Of course, abetting gambling by the mayor within his territorial jurisdiction is an infringement of his official oath to compel obedience to the laws and may therefore constitute "misconduct" or "neglect of duty" (which brings us to the charge of "neglect of duty"), but where, as in this case, the alleged violation of gambling laws occurred within another municipality (barrio Casilac, municipality of Tudela, Misamis Occidental), it is too far fetched to say that in organizing, tolerating and participating in gambling thereat, petitioner went beyond his personal and private life and committed a wrongful conduct that affected, interrupted or interfered with the performance of his official duties as mayor of Clarin.
Neither can the charge of "oppression" be substantiated by the records of the case, particularly the affidavit of one Nasciancino Jalalon and the unsworn letter and affidavit of Teodora M. Ochate. "Oppression" has been defined as "an act of cruelty, severity, unlawful exaction, domination, or excessive use of authority" (United States vs. Deaver, 14 Fed. 495). The charges made seems to be too superficial to meet the standard fixed in the above definition. It is noticeable that no complaint or written statement was ever made or at least shown in the records by those alleged to have been oppressed by the petitioner.
The justification of administrative charges under section 2188 of the Revised Administrative Code is not based on the sufficiency of the complaint as appearing on its surface or form, but must be judged by its substance. In a way, the delay of the provincial governor (for almost a year) in filing the administrative charges against petitioner indicates the non-substantiality or nonsufficiency of the charges.
Petitioner was accused and convicted of slight physical injuries which did not involve moral turpitude; and although there are other pending criminal charges against him, e. g., for illegal cockfighting and Assault upon Agents of Authority, he does not appear to have been finally convicted thereof. The facts, standing alone, cannot therefore be the subject of administrative charges against petitioner.
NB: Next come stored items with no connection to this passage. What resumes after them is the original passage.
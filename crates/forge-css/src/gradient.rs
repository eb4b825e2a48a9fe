//! Gradients — linear, radial and conic, with any number of color stops.

use forge_color::color::normalize_hue;
use forge_color::format_number;
use serde::{Deserialize, Serialize};

use crate::keyword::keyword_enum;
use crate::merge;
use crate::rule::RuleBlock;

pub const SELECTOR: &str = ".gradient";

/// A gradient always keeps at least this many stops.
pub const MIN_STOPS: usize = 2;

keyword_enum! {
    /// The gradient function.
    #[derive(Default)]
    pub enum GradientKind("gradient type") {
        #[default]
        Linear => "linear",
        Radial => "radial",
        Conic => "conic",
    }
}

/// A color at a position along the gradient line.
#[derive(Debug, Clone, PartialEq, Serialize, Deserialize)]
pub struct ColorStop {
    /// Stable identifier for list edits.
    pub id: String,
    pub color: String,
    /// Percent, 0–100.
    pub position: f64,
}

impl ColorStop {
    #[must_use]
    pub fn new(id: impl Into<String>, color: impl Into<String>, position: f64) -> Self {
        Self {
            id: id.into(),
            color: color.into(),
            position: position.clamp(0.0, 100.0),
        }
    }

    /// Merge a stop patch.
    pub fn apply(&mut self, patch: ColorStopPatch) {
        merge::color(&mut self.color, "color", patch.color);
        merge::clamped(&mut self.position, patch.position, 0.0, 100.0);
    }
}

/// Partial update for one [`ColorStop`].
#[derive(Debug, Clone, Default, PartialEq, Serialize, Deserialize)]
pub struct ColorStopPatch {
    pub color: Option<String>,
    pub position: Option<f64>,
}

#[derive(Debug, Clone, PartialEq, Serialize, Deserialize)]
#[serde(rename_all = "camelCase")]
pub struct GradientConfig {
    #[serde(rename = "type")]
    pub kind: GradientKind,
    /// Angle in degrees, 0–360 (exclusive). Unused by radial gradients.
    pub direction: f64,
    /// Stops in edit order; sorted by position only when formatting.
    pub stops: Vec<ColorStop>,
}

impl Default for GradientConfig {
    fn default() -> Self {
        Self {
            kind: GradientKind::Linear,
            direction: 45.0,
            stops: vec![
                ColorStop::new("1", "#3B82F6", 0.0),
                ColorStop::new("2", "#14B8A6", 100.0),
            ],
        }
    }
}

/// Partial update for [`GradientConfig`]. `stops` replaces the whole list.
#[derive(Debug, Clone, Default, PartialEq, Serialize, Deserialize)]
#[serde(rename_all = "camelCase")]
pub struct GradientPatch {
    #[serde(rename = "type")]
    pub kind: Option<GradientKind>,
    pub direction: Option<f64>,
    pub stops: Option<Vec<ColorStop>>,
}

impl GradientConfig {
    /// Merge `patch`. A replacement stop list is refused, and the current
    /// stops kept, when it is shorter than [`MIN_STOPS`], repeats an id, or
    /// has a stop whose color does not parse or whose position is NaN.
    pub fn apply(&mut self, patch: GradientPatch) {
        merge::plain(&mut self.kind, patch.kind);
        if let Some(direction) = patch.direction.filter(|d| d.is_finite()) {
            self.direction = normalize_hue(direction);
        }
        if let Some(stops) = patch.stops {
            self.replace_stops(stops);
        }
    }

    fn replace_stops(&mut self, stops: Vec<ColorStop>) {
        if stops.len() < MIN_STOPS {
            tracing::debug!(count = stops.len(), "refusing gradient with too few stops");
            return;
        }
        if !merge::unique_ids(stops.iter().map(|s| s.id.as_str())) {
            tracing::debug!("refusing gradient stops with duplicate ids");
            return;
        }
        if let Some(bad) = stops
            .iter()
            .find(|s| s.position.is_nan() || !merge::is_color(&s.color))
        {
            tracing::warn!(
                id = %bad.id,
                color = %bad.color,
                "refusing gradient stops with an invalid stop"
            );
            return;
        }
        self.stops = stops
            .into_iter()
            .map(|stop| ColorStop::new(stop.id, stop.color.trim(), stop.position))
            .collect();
    }

    /// The stop with the given id.
    #[must_use]
    pub fn stop(&self, id: &str) -> Option<&ColorStop> {
        self.stops.iter().find(|s| s.id == id)
    }

    /// Stops ordered by position. Stops at equal positions keep their
    /// relative order.
    #[must_use]
    pub fn sorted_stops(&self) -> Vec<&ColorStop> {
        let mut stops: Vec<&ColorStop> = self.stops.iter().collect();
        stops.sort_by(|a, b| a.position.total_cmp(&b.position));
        stops
    }
}

/// The `background` value, e.g. `linear-gradient(45deg, #3B82F6 0%, #14B8A6 100%)`.
#[must_use]
pub fn gradient_value(config: &GradientConfig) -> String {
    let stops = config
        .sorted_stops()
        .iter()
        .map(|stop| format!("{} {}%", stop.color, format_number(stop.position)))
        .collect::<Vec<_>>()
        .join(", ");
    let direction = format_number(config.direction);
    match config.kind {
        GradientKind::Linear => format!("linear-gradient({direction}deg, {stops})"),
        GradientKind::Radial => format!("radial-gradient(circle, {stops})"),
        GradientKind::Conic => format!("conic-gradient(from {direction}deg, {stops})"),
    }
}

#[must_use]
pub fn gradient_css(config: &GradientConfig) -> RuleBlock {
    RuleBlock::new(SELECTOR).with("background", gradient_value(config))
}
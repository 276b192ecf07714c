//! Render-side data types and collaborator interfaces
//!
//! The batcher produces transient [`MeshData`] buffers, hands them to a
//! [`MeshPool`] for upload and caches the returned handles per render
//! target. Once per frame the manager condenses the caches into a
//! [`GuiRenderSnapshot`] which is handed to the render-side
//! [`GuiRenderBridge`] in a single ownership swap.

use std::collections::HashMap;

use crate::foundation::collections::WidgetId;
use crate::foundation::math::Mat4;

/// Identifier of a camera owned by the renderer
#[derive(Debug, Clone, Copy, PartialEq, Eq, Hash)]
pub struct CameraId(pub u32);

/// Identifier of a texture owned by the renderer
#[derive(Debug, Clone, Copy, PartialEq, Eq, Hash)]
pub struct TextureId(pub u64);

/// Handle to a mesh allocated from a [`MeshPool`]
#[derive(Debug, Clone, Copy, PartialEq, Eq, Hash)]
pub struct MeshHandle(pub u64);

/// RGBA color with float components
#[derive(Debug, Clone, Copy, PartialEq)]
pub struct Color {
    /// Red component
    pub r: f32,
    /// Green component
    pub g: f32,
    /// Blue component
    pub b: f32,
    /// Alpha component
    pub a: f32,
}

impl Color {
    /// Opaque white
    pub const WHITE: Color = Color {
        r: 1.0,
        g: 1.0,
        b: 1.0,
        a: 1.0,
    };

    /// Create a color from components
    pub fn new(r: f32, g: f32, b: f32, a: f32) -> Self {
        Self { r, g, b, a }
    }
}

/// Sprite shader family a GUI quad renders with
#[derive(Debug, Clone, Copy, PartialEq, Eq, Hash)]
pub enum SpriteMaterial {
    /// Distance-field text material
    Text,
    /// Opaque image material
    Image,
    /// Alpha-blended image material
    ImageAlpha,
}

/// Material state of one render sub-element
#[derive(Debug, Clone, Copy, PartialEq)]
pub struct SpriteMaterialInfo {
    /// Shader family
    pub kind: SpriteMaterial,
    /// Texture bound to the material; entries without one are skipped at draw time
    pub texture: Option<TextureId>,
    /// Tint multiplied into the sprite color
    pub tint: Color,
}

impl Default for SpriteMaterialInfo {
    fn default() -> Self {
        Self {
            kind: SpriteMaterial::ImageAlpha,
            texture: None,
            tint: Color::WHITE,
        }
    }
}

impl SpriteMaterialInfo {
    /// Grouping key: two sub-elements may share a batch only with equal keys
    pub(crate) fn key(&self) -> MaterialKey {
        MaterialKey {
            kind: self.kind,
            texture: self.texture,
            tint: [
                self.tint.r.to_bits(),
                self.tint.g.to_bits(),
                self.tint.b.to_bits(),
                self.tint.a.to_bits(),
            ],
        }
    }
}

/// Hashable material identity used by the batcher
#[derive(Debug, Clone, Copy, PartialEq, Eq, Hash)]
pub(crate) struct MaterialKey {
    kind: SpriteMaterial,
    texture: Option<TextureId>,
    tint: [u32; 4],
}

/// Interleaved GUI vertex: screen-space position and texture coordinates
#[repr(C)]
#[derive(Debug, Clone, Copy, PartialEq, Default, bytemuck::Pod, bytemuck::Zeroable)]
pub struct GuiVertex {
    /// Position in widget-local pixels
    pub position: [f32; 2],
    /// Texture coordinates
    pub uv: [f32; 2],
}

/// CPU-side mesh buffer filled by the batcher
#[derive(Debug, Clone, Default)]
pub struct MeshData {
    /// Vertex buffer, four vertices per quad
    pub vertices: Vec<GuiVertex>,
    /// Index buffer, six indices per quad
    pub indices: Vec<u32>,
}

impl MeshData {
    /// Create a zeroed buffer for the given quad count
    pub fn with_quads(num_quads: u32) -> Self {
        Self {
            vertices: vec![GuiVertex::default(); num_quads as usize * 4],
            indices: vec![0; num_quads as usize * 6],
        }
    }

    /// Vertex data as raw bytes for upload
    pub fn vertex_bytes(&self) -> &[u8] {
        bytemuck::cast_slice(&self.vertices)
    }
}

/// Transient mesh allocator owned by the render backend
///
/// Allocation may fail under pool pressure; the batcher then skips the
/// affected group for the frame instead of aborting.
pub trait MeshPool {
    /// Upload mesh data, returning a handle valid until released
    fn allocate(&mut self, data: MeshData) -> Option<MeshHandle>;

    /// Release a previously allocated handle back to the pool
    fn release(&mut self, handle: MeshHandle);
}

/// Cached batching output for one render target
#[derive(Debug, Default)]
pub(crate) struct GuiRenderData {
    pub(crate) widgets: Vec<WidgetId>,
    pub(crate) dirty: bool,
    pub(crate) cached_meshes: Vec<Option<MeshHandle>>,
    pub(crate) cached_materials: Vec<SpriteMaterialInfo>,
    pub(crate) cached_widgets_per_mesh: Vec<Option<WidgetId>>,
}

impl GuiRenderData {
    /// Release every cached mesh back to the pool
    pub(crate) fn release_meshes(&mut self, pool: &mut dyn MeshPool) {
        for mesh in self.cached_meshes.drain(..).flatten() {
            pool.release(mesh);
        }
        self.cached_materials.clear();
        self.cached_widgets_per_mesh.clear();
    }
}

/// One draw call in a render snapshot
#[derive(Debug, Clone)]
pub struct GuiDrawEntry {
    /// Sprite shader family
    pub material: SpriteMaterial,
    /// Texture to bind
    pub texture: TextureId,
    /// Tint to apply
    pub tint: Color,
    /// Mesh to draw
    pub mesh: MeshHandle,
    /// World transform of the owning widget
    pub world_transform: Mat4,
}

/// Per-camera draw lists produced when any batch changed
///
/// Handed to the render side as one value; the router keeps no reference to
/// it afterwards.
#[derive(Debug, Default)]
pub struct GuiRenderSnapshot {
    /// Draw entries grouped by target camera, in draw order
    pub per_camera: HashMap<CameraId, Vec<GuiDrawEntry>>,
}

/// Renderer hooks for per-camera GUI draw callbacks
pub trait RenderCallbacks {
    /// Register a GUI draw callback for a camera at the given priority
    fn register_camera_callback(&mut self, camera: CameraId, priority: i32);

    /// Remove the GUI draw callback for a camera at the given priority
    fn unregister_camera_callback(&mut self, camera: CameraId, priority: i32);
}

/// Render-thread consumer of GUI snapshots
///
/// Applies each snapshot atomically and keeps renderer callbacks in sync
/// with the set of cameras that currently have GUI to draw.
#[derive(Debug, Default)]
pub struct GuiRenderBridge {
    per_camera: HashMap<CameraId, Vec<GuiDrawEntry>>,
    priority: i32,
}

impl GuiRenderBridge {
    /// Create a bridge registering callbacks at the given priority
    pub fn new(priority: i32) -> Self {
        Self {
            per_camera: HashMap::new(),
            priority,
        }
    }

    /// Swap in a new snapshot, registering and unregistering camera callbacks
    pub fn apply(&mut self, snapshot: GuiRenderSnapshot, callbacks: &mut dyn RenderCallbacks) {
        let stale: Vec<CameraId> = self
            .per_camera
            .keys()
            .filter(|camera| !snapshot.per_camera.contains_key(camera))
            .copied()
            .collect();

        for camera in stale {
            callbacks.unregister_camera_callback(camera, self.priority);
            self.per_camera.remove(&camera);
        }

        for (camera, entries) in snapshot.per_camera {
            if self.per_camera.insert(camera, entries).is_none() {
                callbacks.register_camera_callback(camera, self.priority);
            }
        }
    }

    /// Draw entries for one camera, in draw order
    pub fn entries(&self, camera: CameraId) -> &[GuiDrawEntry] {
        self.per_camera
            .get(&camera)
            .map_or(&[], |entries| entries.as_slice())
    }

    /// Unregister every remaining camera callback
    pub fn shutdown(&mut self, callbacks: &mut dyn RenderCallbacks) {
        for camera in self.per_camera.keys() {
            callbacks.unregister_camera_callback(*camera, self.priority);
        }
        self.per_camera.clear();
    }
}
In view of the foregoing, in considering that the charges filed do not constitute misconduct or maladministration of office, the writ of prohibition is granted and respondent Governor of Misamis Occidental is prohibited from proceeding further with the investigation of the charges filed against petitioner Jose U. Ochate, as well as from enforcing the order for his suspension. The writ of preliminary injunction heretofore issued is made permanent. Costs against respondent Diego H. Ty Deling. So ordered.
Paras, C.J., Bengzon, Padilla, Reyes, A., Bautista Angelo, Labrador, Concepcion and Endencia, JJ., concur.